Give me power, Pegasus! – or the state of Hardware in AI

A bit of history..

It’s no wonder that many years ago, about 6 (in computer terms, that is) some companies started to provide specialized hardware & Software solutions to improve the performance of AI and Machine Learning algorithms, like nvidia with its CUDA platform. This is has been really important in the AI/ML industry as this graph shows:

first.jpg

Basically, an improvement of 33 times the speed of using a normal pc..
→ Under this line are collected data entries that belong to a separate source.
use axum::{
    middleware,
    routing::{get, post},
    Json, Router,
};
use tower_http::{
    cors::CorsLayer,
    trace::{DefaultMakeSpan, DefaultOnFailure, DefaultOnRequest, DefaultOnResponse, TraceLayer},
};
use tracing::Level;
use utoipa::OpenApi;

use common::types::{Health, ServiceDescriptor};

use crate::errors::JsonApiError;
use crate::openapi::ApiDoc;

pub mod auth;
pub mod subscriptions;

pub use auth::{ServerAuthConfig, ServerState};

#[utoipa::path(get, path = "/health", tag = "health", responses((status = 200, description = "OK", body = crate::openapi::HealthResponse)))]
pub async fn health() -> Json<Health> {
    Json(Health { status: "ok" })
}

#[utoipa::path(get, path = "/", tag = "health", responses((status = 200, description = "Service descriptor", body = crate::openapi::ServiceDescriptorDoc)))]
pub async fn index() -> Json<ServiceDescriptor> {
    Json(ServiceDescriptor::abonnement())
}

async fn openapi_json() -> Json<utoipa::openapi::OpenApi> {
    Json(ApiDoc::openapi())
}

async fn not_found() -> JsonApiError {
    JsonApiError::new(axum::http::StatusCode::NOT_FOUND, "Not Found", Some("no such route".into()))
}

/// Build the full application router: public routes plus the bearer-protected
/// subscription routes.
pub fn build_router(state: ServerState, cors: CorsLayer) -> Router {
    let public = Router::new()
        .route("/", get(index))
        .route("/health", get(health))
        .route("/api-docs/openapi.json", get(openapi_json));

    // Every subscription route requires a valid bearer token.
    let abonnement = Router::new()
        .route(
            "/abonnement",
            get(subscriptions::list_subscriptions).post(subscriptions::create_subscription),
        )
        .route("/abonnement/add", post(subscriptions::create_subscription))
        .route("/abonnement/:id", get(subscriptions::get_subscription))
        .route_layer(middleware::from_fn_with_state(
            state.clone(),
            auth::require_bearer_token_state,
        ));

    public
        .merge(abonnement)
        .fallback(not_found)
        .with_state(state)
        .layer(cors)
        .layer(
            TraceLayer::new_for_http()
                .make_span_with(
                    DefaultMakeSpan::new()
                        .level(Level::INFO)
                        .include_headers(false),
                )
                .on_request(DefaultOnRequest::new().level(Level::INFO))
                .on_response(
                    DefaultOnResponse::new()
                        .level(Level::INFO)
                        .include_headers(false),
                )
                // 5xx
                .on_failure(DefaultOnFailure::new().level(Level::ERROR)),
        )
}
use std::io;
use tracing_subscriber::{fmt, EnvFilter};

const DEFAULT_FILTER: &str = "info,tower_http=info,axum=info";

/// `RUST_LOG` wins; otherwise [`DEFAULT_FILTER`].
fn env_filter() -> EnvFilter {
    EnvFilter::try_from_default_env().unwrap_or_else(|_| EnvFilter::new(DEFAULT_FILTER))
}

/// Compact human-readable output on stdout.
pub fn init_logging_default() {
    let _ = fmt()
        .with_env_filter(env_filter())
        .with_target(false)
        .compact()
        .with_writer(io::stdout)
        .try_init();
}

/// One JSON object per event on stdout, same filter as the compact format.
pub fn init_logging_json() {
    let _ = fmt()
        .with_env_filter(env_filter())
        .with_target(false)
        .json()
        .with_writer(io::stdout)
        .try_init();
}

/// Pick the output format from `LOG_FORMAT` (`json` or anything else for compact).
pub fn init_logging_from_env() {
    match std::env::var("LOG_FORMAT").ok().as_deref() {
        Some("json") => init_logging_json(),
        _ => init_logging_default(),
    }
}
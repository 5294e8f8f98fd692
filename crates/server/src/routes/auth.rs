use std::sync::Arc;

use axum::{
    extract::{Request, State},
    middleware::Next,
    response::Response,
};
use service::auth::{bearer_token, verify_token};
use service::subscription::SubscriptionService;

use crate::errors::JsonApiError;

#[derive(Clone)]
pub struct ServerAuthConfig {
    pub jwt_secret: String,
}

/// Shared handler state, built once at startup.
#[derive(Clone)]
pub struct ServerState {
    pub subscriptions: Arc<SubscriptionService>,
    pub auth: ServerAuthConfig,
}

/// Route-layer middleware: require `Authorization: Bearer <jwt>` signed with
/// the configured secret. On success the verified claims are placed in the
/// request extensions for handlers.
pub async fn require_bearer_token_state(
    State(state): State<ServerState>,
    mut req: Request,
    next: Next,
) -> Result<Response, JsonApiError> {
    let header = req
        .headers()
        .get(axum::http::header::AUTHORIZATION)
        .and_then(|v| v.to_str().ok());

    let claims = bearer_token(header).and_then(|token| verify_token(&state.auth.jwt_secret, token));
    match claims {
        Ok(claims) => {
            tracing::debug!(path = %req.uri().path(), sub = %claims.sub, "bearer token accepted");
            req.extensions_mut().insert(claims);
            Ok(next.run(req).await)
        }
        Err(e) => {
            tracing::warn!(path = %req.uri().path(), "bearer token rejected");
            Err(e.into())
        }
    }
}
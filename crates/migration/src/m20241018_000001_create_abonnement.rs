//! Create `abonnement` table.
//!
//! One row per subscription; `subscription_id` is assigned by the store.
use sea_orm_migration::prelude::*;

#[derive(DeriveMigrationName)]
pub struct Migration;

#[async_trait::async_trait]
impl MigrationTrait for Migration {
    async fn up(&self, manager: &SchemaManager) -> Result<(), DbErr> {
        manager
            .create_table(
                Table::create()
                    .table(Abonnement::Table)
                    .if_not_exists()
                    .col(
                        ColumnDef::new(Abonnement::SubscriptionId)
                            .integer()
                            .not_null()
                            .auto_increment()
                            .primary_key(),
                    )
                    .col(ColumnDef::new(Abonnement::CustomerId).big_integer().not_null())
                    .col(ColumnDef::new(Abonnement::VehicleId).big_integer().not_null())
                    .col(ColumnDef::new(Abonnement::Term).integer().not_null())
                    // Decimal text keeps the submitted precision exactly.
                    .col(ColumnDef::new(Abonnement::PricePerMonth).text().not_null())
                    .col(ColumnDef::new(Abonnement::StartMonth).text().not_null())
                    .col(ColumnDef::new(Abonnement::EndMonth).text().not_null())
                    .col(ColumnDef::new(Abonnement::Restance).boolean().not_null())
                    .col(ColumnDef::new(Abonnement::ContractInformation).text().not_null())
                    .to_owned(),
            )
            .await
    }

    async fn down(&self, manager: &SchemaManager) -> Result<(), DbErr> {
        manager.drop_table(Table::drop().table(Abonnement::Table).to_owned()).await
    }
}

#[derive(DeriveIden)]
enum Abonnement {
    Table,
    SubscriptionId,
    CustomerId,
    VehicleId,
    Term,
    PricePerMonth,
    StartMonth,
    EndMonth,
    Restance,
    ContractInformation,
}
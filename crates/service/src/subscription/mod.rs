//! Subscription records: domain types, storage, reference validation and the
//! service that orchestrates them.

pub mod domain;
pub mod repository;
pub mod validator;
pub mod service;

pub use domain::{Created, NewSubscription, Subscription, REQUIRED_FIELDS};
pub use repository::{SeaOrmSubscriptionRepository, SubscriptionRepository};
pub use service::SubscriptionService;
pub use validator::{HttpReferenceValidator, ReferenceValidator};
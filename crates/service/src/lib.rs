//! Service layer for the subscription (abonnement) records.
//! - Validates creation payloads and external references before persisting.
//! - Keeps storage and registry lookups behind traits so handlers stay thin.

pub mod errors;
pub mod auth;
pub mod subscription;
#[cfg(test)]
pub mod test_support;
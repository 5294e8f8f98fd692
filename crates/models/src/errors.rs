use thiserror::Error;

#[derive(Debug, Error)]
pub enum ModelError {
    #[error("database error: {0}")]
    Db(String),
}

impl From<sea_orm::DbErr> for ModelError {
    fn from(e: sea_orm::DbErr) -> Self { Self::Db(e.to_string()) }
}

#[cfg(test)]
mod tests {
    use super::*;

    #[test]
    fn db_errors_keep_their_detail() {
        let err: ModelError = sea_orm::DbErr::Custom("disk full".into()).into();
        assert!(matches!(&err, ModelError::Db(msg) if msg.contains("disk full")));
        assert!(err.to_string().starts_with("database error"));
    }
}
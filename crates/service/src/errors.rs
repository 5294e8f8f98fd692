use std::fmt;

use thiserror::Error;

/// External registry a reference is checked against.
#[derive(Debug, Clone, Copy, PartialEq, Eq)]
pub enum Reference {
    Customer,
    Vehicle,
}

impl fmt::Display for Reference {
    fn fmt(&self, f: &mut fmt::Formatter<'_>) -> fmt::Result {
        match self {
            Reference::Customer => f.write_str("customer"),
            Reference::Vehicle => f.write_str("vehicle"),
        }
    }
}

#[derive(Debug, Error)]
pub enum ServiceError {
    #[error("field '{0}' is missing")]
    MissingField(&'static str),
    #[error("validation error: {0}")]
    Validation(String),
    #[error("{0} not found")]
    ReferenceNotFound(Reference),
    #[error("{0}")]
    NotFound(String),
    #[error("database error: {0}")]
    Db(String),
    #[error("model error: {0}")]
    Model(#[from] models::errors::ModelError),
}

impl ServiceError {
    pub fn not_found(entity: &str) -> Self { Self::NotFound(format!("{} not found", entity)) }

    /// Client-side failures are answered as-is; everything else is a server fault.
    pub fn is_client_error(&self) -> bool {
        matches!(
            self,
            ServiceError::MissingField(_)
                | ServiceError::Validation(_)
                | ServiceError::ReferenceNotFound(_)
                | ServiceError::NotFound(_)
        )
    }
}
use std::time::Duration;

use configs::DatabaseConfig;
use migration::MigratorTrait;
use sea_orm::{ConnectOptions, Database, DatabaseConnection};
use tracing::info;

/// Connect with pool settings from config.
pub async fn connect_with_config(cfg: &DatabaseConfig) -> anyhow::Result<DatabaseConnection> {
    let mut opts = ConnectOptions::new(cfg.url.clone());
    opts.max_connections(cfg.max_connections)
        .min_connections(cfg.min_connections)
        .connect_timeout(Duration::from_secs(cfg.connect_timeout_secs))
        .acquire_timeout(Duration::from_secs(cfg.acquire_timeout_secs))
        .sqlx_logging(cfg.sqlx_logging);
    let db = Database::connect(opts).await?;
    Ok(db)
}

/// Connect and create the `abonnement` table if it is missing.
pub async fn connect_and_bootstrap(cfg: &DatabaseConfig) -> anyhow::Result<DatabaseConnection> {
    let db = connect_with_config(cfg).await?;
    bootstrap(&db).await?;
    info!(url = %cfg.url, "database ready");
    Ok(db)
}

pub async fn bootstrap(db: &DatabaseConnection) -> anyhow::Result<()> {
    migration::Migrator::up(db, None).await?;
    Ok(())
}

/// Single-connection in-memory database; every pooled connection to
/// `sqlite::memory:` would otherwise see its own empty database.
pub async fn connect_in_memory() -> anyhow::Result<DatabaseConnection> {
    let cfg = DatabaseConfig {
        url: "sqlite::memory:".into(),
        max_connections: 1,
        min_connections: 1,
        ..DatabaseConfig::default()
    };
    let db = connect_with_config(&cfg).await?;
    bootstrap(&db).await?;
    Ok(db)
}
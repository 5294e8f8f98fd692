use dotenvy::dotenv;
use tracing::{error, info};
use uuid::Uuid;

fn init_logging() {
    // load .env first so RUST_LOG / LOG_FORMAT from it take effect
    dotenv().ok();
    common::utils::logging::init_logging_from_env();
    info!(service = "abonnement", event = "logger_init", "tracing subscriber initialized");
}

fn main() -> std::process::ExitCode {
    init_logging();

    let service_id = Uuid::new_v4();
    let pid = std::process::id();
    let version = env!("CARGO_PKG_VERSION");

    std::panic::set_hook(Box::new({
        let service_id = service_id;
        move |info| {
            error!(
                service = "abonnement",
                event = "panic",
                %service_id,
                pid,
                message = %info,
                "unhandled panic occurred"
            );
        }
    }));

    let cfg = match configs::AppConfig::load_and_validate() {
        Ok(cfg) => cfg,
        Err(e) => {
            error!(service = "abonnement", event = "config_invalid", error = %e, "configuration rejected");
            return std::process::ExitCode::FAILURE;
        }
    };

    let mut builder = tokio::runtime::Builder::new_multi_thread();
    builder.enable_all();
    if let Some(w) = cfg.server.worker_threads { builder.worker_threads(w); }

    let rt = match builder.build() {
        Ok(rt) => rt,
        Err(e) => {
            error!(service = "abonnement", event = "runtime_build_failed", error = %e, "failed to build tokio runtime");
            return std::process::ExitCode::FAILURE;
        }
    };

    info!(
        service = "abonnement",
        event = "start",
        %service_id,
        pid,
        version,
        threads = cfg.server.worker_threads.unwrap_or_default(),
        "abonnement service starting"
    );

    // server::run drains in-flight requests and closes the store on Ctrl+C
    rt.block_on(async move {
        match server::run(cfg).await {
            Ok(()) => {
                info!(service = "abonnement", event = "stop", %service_id, pid, "server stopped normally");
                std::process::ExitCode::SUCCESS
            }
            Err(e) => {
                error!(service = "abonnement", event = "run_failed", error = %e, "server::run returned error");
                std::process::ExitCode::FAILURE
            }
        }
    })
}
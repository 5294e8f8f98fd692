use thiserror::Error;

/// Reasons a request is refused before reaching a handler.
#[derive(Debug, Error)]
pub enum AuthError {
    #[error("missing bearer token")]
    MissingToken,
    #[error("authorization header must use the Bearer scheme")]
    InvalidScheme,
    #[error("invalid token: {0}")]
    InvalidToken(String),
    #[error("token error: {0}")]
    TokenError(String),
}

impl AuthError {
    /// Stable numeric code for external mapping/logging
    pub fn code(&self) -> u16 {
        match self {
            AuthError::MissingToken => 1001,
            AuthError::InvalidScheme => 1002,
            AuthError::InvalidToken(_) => 1003,
            AuthError::TokenError(_) => 1102,
        }
    }
}
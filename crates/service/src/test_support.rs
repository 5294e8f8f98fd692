#![cfg(test)]
use serde_json::{json, Value};

use crate::subscription::{NewSubscription, SeaOrmSubscriptionRepository};

/// Repository over a fresh in-memory SQLite store with the table in place.
pub async fn memory_repo() -> Result<SeaOrmSubscriptionRepository, anyhow::Error> {
    let db = models::db::connect_in_memory().await?;
    Ok(SeaOrmSubscriptionRepository::new(db))
}

pub fn payload() -> Value {
    json!({
        "customer_id": 42,
        "vehicle_id": 7,
        "term": 12,
        "price_per_month": 299.99,
        "start_month": "2024-01",
        "end_month": "2024-12",
        "restance": false,
        "contract_information": "Full service incl. tyres"
    })
}

pub fn sample() -> NewSubscription {
    NewSubscription::from_payload(&payload()).expect("sample payload is valid")
}
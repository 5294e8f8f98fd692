//! Environment/runtime helpers
//!
//! Sanity checks to ensure the on-disk locations the service writes to exist at startup.

use std::path::Path;

use tracing::{info, warn};

/// Extract the file path from a `sqlite:` URL; `None` for in-memory databases.
pub fn sqlite_file_path(url: &str) -> Option<&str> {
    let rest = url
        .strip_prefix("sqlite://")
        .or_else(|| url.strip_prefix("sqlite:"))?;
    let path = rest.split('?').next().unwrap_or(rest);
    if path.is_empty() || path == ":memory:" {
        return None;
    }
    Some(path)
}

/// Ensure the parent directory of a file-backed SQLite database exists.
pub async fn ensure_db_dir(database_url: &str) -> anyhow::Result<()> {
    let Some(path) = sqlite_file_path(database_url) else {
        warn!(%database_url, "in-memory database configured; records are lost on shutdown");
        return Ok(());
    };
    let Some(parent) = Path::new(path).parent() else { return Ok(()) };
    if parent.as_os_str().is_empty() {
        return Ok(());
    }
    tokio::fs::create_dir_all(parent)
        .await
        .map_err(|e| anyhow::anyhow!("cannot create {}: {e}", parent.display()))?;
    info!(dir = %parent.display(), "database directory ready");
    Ok(())
}
use sea_orm::{entity::prelude::*, DatabaseConnection, EntityTrait, QueryOrder};
use serde::{Deserialize, Serialize};

use crate::errors;

/// Stored form of a subscription. `price_per_month` is kept as decimal text.
#[derive(Clone, Debug, PartialEq, DeriveEntityModel, Serialize, Deserialize)]
#[sea_orm(table_name = "abonnement")]
pub struct Model {
    #[sea_orm(primary_key)]
    pub subscription_id: i32,
    pub customer_id: i64,
    pub vehicle_id: i64,
    pub term: i32,
    #[sea_orm(column_type = "Text")]
    pub price_per_month: String,
    #[sea_orm(column_type = "Text")]
    pub start_month: String,
    #[sea_orm(column_type = "Text")]
    pub end_month: String,
    pub restance: bool,
    #[sea_orm(column_type = "Text")]
    pub contract_information: String,
}

#[derive(Copy, Clone, Debug, EnumIter, DeriveRelation)]
pub enum Relation {}

impl ActiveModelBehavior for ActiveModel {}

/// Insert one row and return the identity the store assigned.
pub async fn insert(db: &DatabaseConnection, am: ActiveModel) -> Result<i32, errors::ModelError> {
    let res = Entity::insert(am).exec(db).await?;
    Ok(res.last_insert_id)
}

pub async fn find_all(db: &DatabaseConnection) -> Result<Vec<Model>, errors::ModelError> {
    let rows = Entity::find()
        .order_by_asc(Column::SubscriptionId)
        .all(db)
        .await?;
    Ok(rows)
}

pub async fn find(db: &DatabaseConnection, id: i32) -> Result<Option<Model>, errors::ModelError> {
    Ok(Entity::find_by_id(id).one(db).await?)
}
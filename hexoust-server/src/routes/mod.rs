//! HTTP route handlers

pub mod board;
pub mod game;
pub mod status;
But if this graphic was not enough to motivate you to learn more (and get to the end of this article) –  see this other one:

Web_Pascal_Chart-300x300.jpg

This is a graph made on 2016 showcasing the evolution regarding AI processing power since 2012, which the 1X at the bottom is based on an already accelerated GPU for AI processing… which was set as a landmark or baseline on 2012 with Alex Krizhevsky’s study regarding usage of a Deep convolutional neural network that learned automatically to recognice images from 1 million examples. With only two days of training using two NVIDIA GTX 580 GPUs. The study name was “ImageNet Classification with Deep Convolutional Neural Networks”

BANG!!

It’s a BANG! – A big one, which many are calling the new industrial revolution – AI. There, many companies listened, adopting this technology: Baidu, Google, Facebook, Microsoft adopted this for pattern recognition and soon for more..

Between 2011 and 2012, a lot of things happened on AI: Google Brain project achieved amazing results – being able to recognize cats and people by watching movies (though using 2,000 CPU at Google’s giant data center) – then this result was achieved by just 12 NVIDIA GPUs This feat was performed by Bryan Catanzaro from NVIDIA along (my teacher!) Andy NG’s team at Stanford (Yay! I did your course so I can call you teacher :D)

Later on 2012, Alex Krizhevsky from the University of Toronto won the 2012 ImageNet computer image recognition competition, by a HUGE margin, beating image recognition experts. He did NOT write computer vision code. Instead, using Deep Learning, his computer learned to recognice images by itself, they named their neural network AlexNet and trained it with a million example images. This AI bested the best human-coded software.

The AI race was on…

Later on, by 2015, Microsoft and Google beat the best human score in the ImageNet challenge. This means that a DNN (Deep Neural Network) was developed that bested human-level accuracy.

2012 – Deep Learning beats human coded software.

2015 – Deep Learning achieves beats human level accuracy. Basically acquiring “superhuman” levels of perception.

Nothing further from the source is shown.